use crate::bencode::BencodeError;
use thiserror::Error;

#[derive(Debug, Error)]
pub enum MetainfoError {
    #[error("bencode error: {0}")]
    Bencode(#[from] BencodeError),

    #[error("missing field: {0}")]
    MissingField(&'static str),

    #[error("invalid field: {0}")]
    InvalidField(&'static str),

    #[error("invalid info hash length")]
    InvalidInfoHashLength,

    #[error("invalid magnet link: {0}")]
    InvalidMagnetLink(String),

    #[error("io error: {0}")]
    Io(#[from] std::io::Error),
}
use super::error::PeerError;
use super::message::{Handshake, Message, HANDSHAKE_LEN};
use bytes::{Bytes, BytesMut};
use std::time::Duration;
use tokio::io::{AsyncReadExt, AsyncWriteExt};
use tokio::net::TcpStream;
use tokio::time::timeout;

const MAX_MESSAGE_SIZE: usize = 16 * 1024 * 1024;
const MAX_ZERO_READS: u32 = 10;
const READ_TIMEOUT: Duration = Duration::from_secs(120);
const WRITE_TIMEOUT: Duration = Duration::from_secs(30);

/// A framed view over a peer TCP stream.
///
/// Reads honor the exact-length contract of the wire protocol: first the
/// 4-byte length prefix, then exactly that many bytes. A read that returns
/// zero bytes counts as a strike; after [`MAX_ZERO_READS`] strikes the
/// connection is considered dead, which bounds waits on half-open sockets.
pub struct PeerTransport {
    stream: TcpStream,
    read_buf: BytesMut,
}

impl PeerTransport {
    pub fn new(stream: TcpStream) -> Self {
        Self {
            stream,
            read_buf: BytesMut::with_capacity(32 * 1024),
        }
    }

    pub async fn send_handshake(&mut self, handshake: &Handshake) -> Result<(), PeerError> {
        let data = handshake.encode();
        timeout(WRITE_TIMEOUT, self.stream.write_all(&data))
            .await
            .map_err(|_| PeerError::Timeout)??;
        Ok(())
    }

    pub async fn receive_handshake(&mut self) -> Result<Handshake, PeerError> {
        let data = self.read_exactly(HANDSHAKE_LEN).await?;
        Handshake::decode(&data)
    }

    pub async fn send_message(&mut self, message: &Message) -> Result<(), PeerError> {
        let data = message.encode();
        timeout(WRITE_TIMEOUT, self.stream.write_all(&data))
            .await
            .map_err(|_| PeerError::Timeout)??;
        Ok(())
    }

    /// Reads one length-prefixed frame and decodes it.
    pub async fn receive_message(&mut self) -> Result<Message, PeerError> {
        let header = self.read_exactly(4).await?;
        let length = u32::from_be_bytes([header[0], header[1], header[2], header[3]]) as usize;

        if length > MAX_MESSAGE_SIZE {
            return Err(PeerError::InvalidMessage(format!(
                "message too large: {}",
                length
            )));
        }

        let body = self.read_exactly(length).await?;

        let mut frame = BytesMut::with_capacity(4 + length);
        frame.extend_from_slice(&header);
        frame.extend_from_slice(&body);
        Message::decode(frame.freeze())
    }

    async fn read_exactly(&mut self, n: usize) -> Result<Bytes, PeerError> {
        let mut zero_reads = 0u32;
        while self.read_buf.len() < n {
            let read = timeout(READ_TIMEOUT, self.stream.read_buf(&mut self.read_buf))
                .await
                .map_err(|_| PeerError::Timeout)??;

            if read == 0 {
                zero_reads += 1;
                if zero_reads > MAX_ZERO_READS {
                    return Err(PeerError::ConnectionClosed);
                }
            }
        }

        Ok(self.read_buf.split_to(n).freeze())
    }
}
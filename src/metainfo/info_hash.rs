use super::error::MetainfoError;
use std::fmt;

/// A torrent's 20-byte SHA-1 info hash ([BEP-3]).
///
/// The info hash is the digest of the bencoded info dictionary and uniquely
/// identifies a torrent across trackers and peers.
///
/// # Examples
///
/// ```
/// use bitfetch::metainfo::InfoHash;
///
/// let hash = InfoHash::from_hex("c12fe1c06bba254a9dc9f519b335aa7c1367a88a").unwrap();
/// assert_eq!(hash.to_hex(), "c12fe1c06bba254a9dc9f519b335aa7c1367a88a");
/// ```
///
/// [BEP-3]: http://bittorrent.org/beps/bep_0003.html
#[derive(Clone, Copy, PartialEq, Eq, Hash)]
pub struct InfoHash(pub [u8; 20]);

impl InfoHash {
    /// Creates an info hash from raw bytes.
    pub fn from_bytes(bytes: [u8; 20]) -> Self {
        Self(bytes)
    }

    /// Creates an info hash from a byte slice of exactly 20 bytes.
    pub fn from_slice(bytes: &[u8]) -> Result<Self, MetainfoError> {
        if bytes.len() != 20 {
            return Err(MetainfoError::InvalidInfoHashLength);
        }
        let mut arr = [0u8; 20];
        arr.copy_from_slice(bytes);
        Ok(Self(arr))
    }

    /// Creates an info hash by hashing bencoded info dictionary bytes.
    pub fn from_info_bytes(info_bytes: &[u8]) -> Self {
        use sha1::{Digest, Sha1};
        let mut hasher = Sha1::new();
        hasher.update(info_bytes);
        let hash: [u8; 20] = hasher.finalize().into();
        Self(hash)
    }

    /// Parses an info hash from a 40-character hex string, case-insensitive.
    pub fn from_hex(s: &str) -> Result<Self, MetainfoError> {
        if s.len() != 40 {
            return Err(MetainfoError::InvalidInfoHashLength);
        }
        let bytes = hex_decode(s).ok_or(MetainfoError::InvalidInfoHashLength)?;
        Self::from_slice(&bytes)
    }

    /// Returns the raw bytes of the info hash.
    pub fn as_bytes(&self) -> &[u8; 20] {
        &self.0
    }

    /// Converts to a lowercase hexadecimal string.
    pub fn to_hex(&self) -> String {
        hex_encode(&self.0)
    }

    /// Percent-encodes the info hash for a tracker announce request.
    pub fn url_encode(&self) -> String {
        self.0.iter().fold(String::with_capacity(60), |mut s, b| {
            use std::fmt::Write;
            let _ = write!(s, "%{:02x}", b);
            s
        })
    }
}

impl fmt::Debug for InfoHash {
    fn fmt(&self, f: &mut fmt::Formatter<'_>) -> fmt::Result {
        write!(f, "InfoHash({})", self.to_hex())
    }
}

impl fmt::Display for InfoHash {
    fn fmt(&self, f: &mut fmt::Formatter<'_>) -> fmt::Result {
        write!(f, "{}", self.to_hex())
    }
}

pub(crate) fn hex_encode(bytes: &[u8]) -> String {
    bytes
        .iter()
        .fold(String::with_capacity(bytes.len() * 2), |mut s, b| {
            use std::fmt::Write;
            let _ = write!(s, "{:02x}", b);
            s
        })
}

fn hex_decode(s: &str) -> Option<Vec<u8>> {
    if s.len() % 2 != 0 {
        return None;
    }
    (0..s.len())
        .step_by(2)
        .map(|i| u8::from_str_radix(&s[i..i + 2], 16).ok())
        .collect()
}
use super::error::MetainfoError;
use super::info_hash::InfoHash;
use std::collections::HashMap;

/// A parsed magnet link ([BEP-9]).
///
/// Magnet links identify a torrent by its info hash alone; the info
/// dictionary is fetched from peers through the metadata exchange.
///
/// # Format
///
/// ```text
/// magnet:?xt=urn:btih:<40-hex-info-hash>&dn=<name>&tr=<tracker>
/// ```
///
/// # Examples
///
/// ```
/// use bitfetch::metainfo::MagnetLink;
///
/// let uri = "magnet:?xt=urn:btih:c12fe1c06bba254a9dc9f519b335aa7c1367a88a\
///            &dn=Example&tr=http%3A%2F%2Ftracker.example.com%2Fannounce";
///
/// let magnet = MagnetLink::parse(uri).unwrap();
/// assert_eq!(magnet.display_name.as_deref(), Some("Example"));
/// assert_eq!(magnet.tracker, "http://tracker.example.com/announce");
/// ```
///
/// [BEP-9]: http://bittorrent.org/beps/bep_0009.html
#[derive(Debug, Clone)]
pub struct MagnetLink {
    /// The torrent's info hash, from the `xt` parameter.
    pub info_hash: InfoHash,
    /// Suggested display name, from the `dn` parameter.
    pub display_name: Option<String>,
    /// Tracker URL, from the `tr` parameter.
    pub tracker: String,
}

impl MagnetLink {
    /// Parses a magnet URI.
    ///
    /// The `xt` parameter must carry `urn:btih:` followed by 40 hex
    /// characters (case-insensitive) and `tr` must name a tracker; `dn` is
    /// optional and unknown parameters are ignored.
    ///
    /// # Errors
    ///
    /// Returns [`MetainfoError::InvalidMagnetLink`] naming the offending
    /// parameter.
    pub fn parse(uri: &str) -> Result<Self, MetainfoError> {
        if !uri.starts_with("magnet:?") {
            return Err(MetainfoError::InvalidMagnetLink(
                "missing magnet:? prefix".into(),
            ));
        }

        let query = &uri[8..];
        let params = parse_query_string(query);

        let xt = params
            .get("xt")
            .and_then(|v| v.first())
            .ok_or_else(|| MetainfoError::InvalidMagnetLink("missing xt parameter".into()))?;

        let hash = xt.strip_prefix("urn:btih:").ok_or_else(|| {
            MetainfoError::InvalidMagnetLink("xt is not a urn:btih topic".into())
        })?;

        let info_hash = InfoHash::from_hex(hash)
            .map_err(|_| MetainfoError::InvalidMagnetLink("invalid info hash in xt".into()))?;

        let display_name = params
            .get("dn")
            .and_then(|v| v.first())
            .map(|s| url_decode(s));

        let tracker = params
            .get("tr")
            .and_then(|v| v.first())
            .map(|s| url_decode(s))
            .ok_or_else(|| MetainfoError::InvalidMagnetLink("missing tr parameter".into()))?;

        Ok(Self {
            info_hash,
            display_name,
            tracker,
        })
    }
}

fn parse_query_string(query: &str) -> HashMap<String, Vec<String>> {
    let mut params: HashMap<String, Vec<String>> = HashMap::new();

    for part in query.split('&') {
        if let Some((key, value)) = part.split_once('=') {
            params
                .entry(key.to_string())
                .or_default()
                .push(value.to_string());
        }
    }

    params
}

fn url_decode(s: &str) -> String {
    let mut result = String::with_capacity(s.len());
    let mut chars = s.chars().peekable();

    while let Some(c) = chars.next() {
        if c == '%' {
            let hex: String = chars.by_ref().take(2).collect();
            if hex.len() == 2 {
                if let Ok(byte) = u8::from_str_radix(&hex, 16) {
                    result.push(byte as char);
                    continue;
                }
            }
            result.push('%');
            result.push_str(&hex);
        } else if c == '+' {
            result.push(' ');
        } else {
            result.push(c);
        }
    }

    result
}
//! Concurrent piece download.
//!
//! The coordinator fans piece work items out across peer sessions, retries
//! transient failures, verifies every piece, and assembles the file. The
//! bootstrap obtains the info dictionary from peers when a download starts
//! from a magnet link.

mod bootstrap;
mod coordinator;
mod error;

pub use bootstrap::{fetch_info, probe_extension_peer};
pub use coordinator::{fetch_piece, Downloader, MAX_ATTEMPTS, MAX_WORKERS};
pub use error::DownloadError;

#[cfg(test)]
mod tests;
//! Bencode encoding and decoding (BEP-3)
//!
//! Bencode is the serialization format BitTorrent uses for metainfo files,
//! tracker responses, and extension-protocol payloads.

mod decode;
mod encode;
mod error;
mod value;

pub use decode::{decode, decode_prefix};
pub use encode::encode;
pub use error::BencodeError;
pub use value::Value;
use super::error::BencodeError;
use super::value::Value;
use std::io::Write;

/// Encodes a value to its canonical bencode form.
///
/// Integers carry no leading zeros and dictionary keys are emitted in
/// ascending byte order, so `encode(decode(x)) == x` holds for any input a
/// conformant encoder produced.
pub fn encode(value: &Value) -> Result<Vec<u8>, BencodeError> {
    let mut buf = Vec::new();
    encode_value(value, &mut buf)?;
    Ok(buf)
}

fn encode_value<W: Write>(value: &Value, writer: &mut W) -> Result<(), BencodeError> {
    match value {
        Value::Integer(i) => {
            write!(writer, "i{}e", i)?;
        }
        Value::Bytes(b) => {
            write!(writer, "{}:", b.len())?;
            writer.write_all(b)?;
        }
        Value::List(l) => {
            writer.write_all(b"l")?;
            for item in l {
                encode_value(item, writer)?;
            }
            writer.write_all(b"e")?;
        }
        Value::Dict(d) => {
            writer.write_all(b"d")?;
            for (key, val) in d {
                write!(writer, "{}:", key.len())?;
                writer.write_all(key)?;
                encode_value(val, writer)?;
            }
            writer.write_all(b"e")?;
        }
    }
    Ok(())
}
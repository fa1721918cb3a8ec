use thiserror::Error;

/// Errors that can occur during bencode encoding or decoding.
///
/// # Examples
///
/// ```
/// use bitfetch::bencode::{decode, BencodeError};
///
/// // Truncated input
/// let result = decode(b"i42");
/// assert!(matches!(result, Err(BencodeError::UnexpectedEof)));
///
/// // Trailing data
/// let result = decode(b"i42eextra");
/// assert!(matches!(result, Err(BencodeError::TrailingData)));
/// ```
#[derive(Debug, Error)]
pub enum BencodeError {
    /// Input ended before a complete value was parsed.
    #[error("unexpected end of input")]
    UnexpectedEof,

    /// Integer is malformed (leading zeros, empty, or overflowing).
    #[error("invalid integer: {0}")]
    InvalidInteger(String),

    /// Byte string length prefix is not a valid number.
    #[error("invalid string length")]
    InvalidStringLength,

    /// Encountered an unexpected character while parsing.
    #[error("unexpected character: {0}")]
    UnexpectedChar(char),

    /// A dictionary key is not a byte string, or keys are not strictly
    /// ascending.
    #[error("invalid dictionary key")]
    InvalidDictKey,

    /// Extra data exists after the bencode value.
    #[error("trailing data after value")]
    TrailingData,

    /// Recursion limit (64 levels) exceeded to prevent stack overflow.
    #[error("nesting too deep")]
    NestingTooDeep,

    /// I/O error during encoding.
    #[error("io error: {0}")]
    Io(#[from] std::io::Error),
}
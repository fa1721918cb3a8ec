use thiserror::Error;

#[derive(Debug, Error)]
pub enum TrackerError {
    #[error("io error: {0}")]
    Io(#[from] std::io::Error),

    #[error("http error: {0}")]
    Http(#[from] reqwest::Error),

    #[error("tracker returned status {0}")]
    BadStatus(u16),

    #[error("bencode error: {0}")]
    Bencode(#[from] crate::bencode::BencodeError),

    #[error("tracker returned error: {0}")]
    Failure(String),

    #[error("invalid response: {0}")]
    InvalidResponse(String),

    #[error("invalid url: {0}")]
    InvalidUrl(String),
}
====================
#### [ASSIGNMENT]
Return exactly the opening lines of the listing above, ending with the line that has "const READ_TIMEOUT: Duration".

#### [TASK SOLUTION]
use crate::bencode::BencodeError;
use thiserror::Error;

#[derive(Debug, Error)]
pub enum MetainfoError {
    #[error("bencode error: {0}")]
    Bencode(#[from] BencodeError),

    #[error("missing field: {0}")]
    MissingField(&'static str),

    #[error("invalid field: {0}")]
    InvalidField(&'static str),

    #[error("invalid info hash length")]
    InvalidInfoHashLength,

    #[error("invalid magnet link: {0}")]
    InvalidMagnetLink(String),

    #[error("io error: {0}")]
    Io(#[from] std::io::Error),
}
use super::error::PeerError;
use super::message::{Handshake, Message, HANDSHAKE_LEN};
use bytes::{Bytes, BytesMut};
use std::time::Duration;
use tokio::io::{AsyncReadExt, AsyncWriteExt};
use tokio::net::TcpStream;
use tokio::time::timeout;

const MAX_MESSAGE_SIZE: usize = 16 * 1024 * 1024;
const MAX_ZERO_READS: u32 = 10;
const READ_TIMEOUT: Duration = Duration::from_secs(120);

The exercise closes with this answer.